▶ [TASK DESCRIPTION]: Print every line of the material exactly.
INPUT Block Start
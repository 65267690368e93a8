use super::Transport;
use crate::error::SigGenError;
use log::debug;
use std::ffi::CString;
use std::io::{ErrorKind, Read, Write};
use std::time::Duration;
use visa_rs::prelude::*;

const READ_CHUNK: usize = 1024;

/// Transport through the system VISA library (GPIB, USB-TMC, VXI-11, ...).
pub struct VisaTransport {
    // dropped before the resource manager, which would close it anyway
    instrument: Instrument,
    _rm: DefaultRM,
    resource: String,
}

impl VisaTransport {
    pub fn open(resource: &str, timeout: Duration) -> Result<Self, SigGenError> {
        let rm = DefaultRM::new().map_err(|e| SigGenError::Visa(format!("{e:?}")))?;
        let name = CString::new(resource)
            .map_err(|_| SigGenError::InvalidAddress(resource.to_string()))?;

        debug!("Opening VISA resource {resource}");
        let instrument = rm
            .open(&name.into(), AccessMode::NO_LOCK, timeout)
            .map_err(|e| SigGenError::Visa(format!("Failed to open {resource}: {e:?}")))?;

        Ok(Self {
            instrument,
            _rm: rm,
            resource: resource.to_string(),
        })
    }
}

impl Transport for VisaTransport {
    fn send(&mut self, message: &str) -> Result<(), SigGenError> {
        self.instrument
            .write_all(message.as_bytes())
            .map_err(|e| SigGenError::io(e, format!("Writing to {}", self.resource)))
    }

    fn receive(&mut self) -> Result<String, SigGenError> {
        let mut reply = Vec::new();
        let mut chunk = [0u8; READ_CHUNK];
        loop {
            let read = (&self.instrument)
                .read(&mut chunk)
                .map_err(|e| SigGenError::io(e, format!("Reading from {}", self.resource)))?;
            reply.extend_from_slice(&chunk[..read]);
            if read < READ_CHUNK || reply.ends_with(b"\n") {
                break;
            }
        }
        reply_text(reply, &self.resource)
    }

    /// Reads until the instrument times out; a timeout here just means
    /// nothing is pending.
    fn discard_pending(&mut self) -> Result<(), SigGenError> {
        let mut discarded = 0;
        let mut chunk = [0u8; READ_CHUNK];
        loop {
            match (&self.instrument).read(&mut chunk) {
                Ok(0) => break,
                Ok(read) => discarded += read,
                Err(e) => {
                    debug!("Stopped discarding input from {}: {e}", self.resource);
                    break;
                }
            }
        }
        if discarded > 0 {
            debug!("Discarded {discarded} stale bytes from {}", self.resource);
        }
        Ok(())
    }
}

/// An empty read is end of input, not an empty reply.
fn reply_text(reply: Vec<u8>, resource: &str) -> Result<String, SigGenError> {
    if reply.is_empty() {
        return Err(SigGenError::io(
            std::io::Error::new(ErrorKind::UnexpectedEof, "empty reply"),
            format!("Reading from {resource}"),
        ));
    }
    String::from_utf8(reply)
        .map_err(|_| SigGenError::Protocol(format!("Non UTF-8 reply from {resource}")))
}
INPUT Block End
▶ [RESULT]:
repository 65267690368e93a8
use super::Transport;
use crate::error::SigGenError;
use log::debug;
use std::ffi::CString;
use std::io::{ErrorKind, Read, Write};
use std::time::Duration;
use visa_rs::prelude::*;

const READ_CHUNK: usize = 1024;

/// Transport through the system VISA library (GPIB, USB-TMC, VXI-11, ...).
pub struct VisaTransport {
    // dropped before the resource manager, which would close it anyway
    instrument: Instrument,
    _rm: DefaultRM,
    resource: String,
}

impl VisaTransport {
    pub fn open(resource: &str, timeout: Duration) -> Result<Self, SigGenError> {
        let rm = DefaultRM::new().map_err(|e| SigGenError::Visa(format!("{e:?}")))?;
        let name = CString::new(resource)
            .map_err(|_| SigGenError::InvalidAddress(resource.to_string()))?;

        debug!("Opening VISA resource {resource}");
        let instrument = rm
            .open(&name.into(), AccessMode::NO_LOCK, timeout)
            .map_err(|e| SigGenError::Visa(format!("Failed to open {resource}: {e:?}")))?;

        Ok(Self {
            instrument,
            _rm: rm,
            resource: resource.to_string(),
        })
    }
}

impl Transport for VisaTransport {
    fn send(&mut self, message: &str) -> Result<(), SigGenError> {
        self.instrument
            .write_all(message.as_bytes())
            .map_err(|e| SigGenError::io(e, format!("Writing to {}", self.resource)))
    }

    fn receive(&mut self) -> Result<String, SigGenError> {
        let mut reply = Vec::new();
        let mut chunk = [0u8; READ_CHUNK];
        loop {
            let read = (&self.instrument)
                .read(&mut chunk)
                .map_err(|e| SigGenError::io(e, format!("Reading from {}", self.resource)))?;
            reply.extend_from_slice(&chunk[..read]);
            if read < READ_CHUNK || reply.ends_with(b"\n") {
                break;
            }
        }
        reply_text(reply, &self.resource)
    }

    /// Reads until the instrument times out; a timeout here just means
    /// nothing is pending.
    fn discard_pending(&mut self) -> Result<(), SigGenError> {
        let mut discarded = 0;
        let mut chunk = [0u8; READ_CHUNK];
        loop {
            match (&self.instrument).read(&mut chunk) {
                Ok(0) => break,
                Ok(read) => discarded += read,
                Err(e) => {
                    debug!("Stopped discarding input from {}: {e}", self.resource);
                    break;
                }
            }
        }
        if discarded > 0 {
            debug!("Discarded {discarded} stale bytes from {}", self.resource);
        }
        Ok(())
    }
}

/// An empty read is end of input, not an empty reply.
fn reply_text(reply: Vec<u8>, resource: &str) -> Result<String, SigGenError> {
    if reply.is_empty() {
        return Err(SigGenError::io(
            std::io::Error::new(ErrorKind::UnexpectedEof, "empty reply"),
            format!("Reading from {resource}"),
        ));
    }
    String::from_utf8(reply)
        .map_err(|_| SigGenError::Protocol(format!("Non UTF-8 reply from {resource}")))
}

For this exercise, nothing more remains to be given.